◆ **The task**:
Only the stretch of the listing below that runs from the line with "let id = model.add_element(draft);" through the line with "image.put_pixel(2, 1, Rgba([255, 0, 0, 255]));" is to be printed, exactly and with both ends.

◆ **Data**:
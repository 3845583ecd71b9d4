use egui::{Rect, Vec2};
use futures::FutureExt;
use futures::future::BoxFuture;
use image::RgbaImage;
use image::imageops;
use log::{debug, info};

use super::ImageLoader;
use crate::element::factory;
use crate::element::{DEFAULT_OPACITY, DesignElement, ElementId, ImageSource};
use crate::geometry::{CropRegion, PixelRect};
use crate::error::BoardResult;
use crate::state::EditorModel;

/// Copies `rect` out of `image`.
pub fn crop_pixels(image: &RgbaImage, rect: PixelRect) -> RgbaImage {
    imageops::crop_imm(image, rect.x, rect.y, rect.width, rect.height).to_image()
}

/// A confirmed crop over one image element.
///
/// Crops always read the element's `original_src`, so cropping a keyed image
/// starts again from the unkeyed pixels.
#[derive(Debug, Clone)]
pub struct CropJob {
    target: ElementId,
    source: ImageSource,
    display_size: Vec2,
    region: CropRegion,
}

impl CropJob {
    /// `None` when the element is not an image or the drag, clipped to the
    /// element, is too small.
    pub fn new(element: &DesignElement, drag: Rect) -> Option<Self> {
        let source = element.original_src().or_else(|| element.src())?;
        let region = CropRegion::new(element.rect(), drag)?;
        Some(Self {
            target: element.id.clone(),
            source: source.clone(),
            display_size: element.size(),
            region,
        })
    }

    pub fn target(&self) -> &ElementId {
        &self.target
    }

    pub fn region(&self) -> CropRegion {
        self.region
    }

    pub fn run(self, loader: &dyn ImageLoader) -> BoxFuture<'static, BoardResult<CropResult>> {
        let Self {
            target,
            source,
            display_size,
            region,
        } = self;
        loader
            .load(&source)
            .map(move |loaded| {
                let image = loaded?;
                let pixels = region.source_pixels(display_size, [image.width(), image.height()]);
                debug!("Cropping {:?} from {}", pixels, target);
                Ok(CropResult {
                    target,
                    region,
                    image: ImageSource::from_raster(crop_pixels(&image, pixels)),
                })
            })
            .boxed()
    }
}

#[derive(Debug, Clone)]
pub struct CropResult {
    pub target: ElementId,
    pub region: CropRegion,
    pub image: ImageSource,
}

impl CropResult {
    /// Inserts the cropped bitmap as a new element over the cropped area,
    /// on top of everything and fully opaque, then selects and commits it.
    pub fn apply(self, model: &mut EditorModel) -> ElementId {
        let draft = factory::create_image(self.image, self.region.canvas.min, self.region.canvas.size())
            .with_opacity(DEFAULT_OPACITY);
        let id = model.add_element(draft);
        model.commit();
        info!("Cropped {} into {}", self.target, id);
        id
    }
}

#[cfg(test)]
mod tests {
    use super::*;
    use egui::pos2;
    use image::Rgba;

    #[test]
    fn test_crop_pixels_copies_region() {
        let mut image = RgbaImage::new(4, 4);
        image.put_pixel(2, 1, Rgba([255, 0, 0, 255]));
        let cropped = crop_pixels(&image, PixelRect { x: 2, y: 1, width: 2, height: 3 });

        assert_eq!(cropped.dimensions(), (2, 3));
        assert_eq!(cropped.get_pixel(0, 0), &Rgba([255, 0, 0, 255]));
    }

    #[test]
    fn test_non_image_cannot_be_cropped() {
        let draft = factory::create_shape(
            factory::ShapeKind::Rectangle,
            pos2(0.0, 0.0),
            egui::Color32::BLACK,
            crate::element::Fill::Transparent,
        );
        let element = draft.build(ElementId::from("r"), 1);
        assert!(CropJob::new(&element, Rect::from_min_size(pos2(0.0, 0.0), Vec2::splat(50.0))).is_none());
    }
}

◆ **Expected output**:
        let id = model.add_element(draft);
        model.commit();
        info!("Cropped {} into {}", self.target, id);
        id
    }
}

#[cfg(test)]
mod tests {
    use super::*;
    use egui::pos2;
    use image::Rgba;

    #[test]
    fn test_crop_pixels_copies_region() {
        let mut image = RgbaImage::new(4, 4);
        image.put_pixel(2, 1, Rgba([255, 0, 0, 255]));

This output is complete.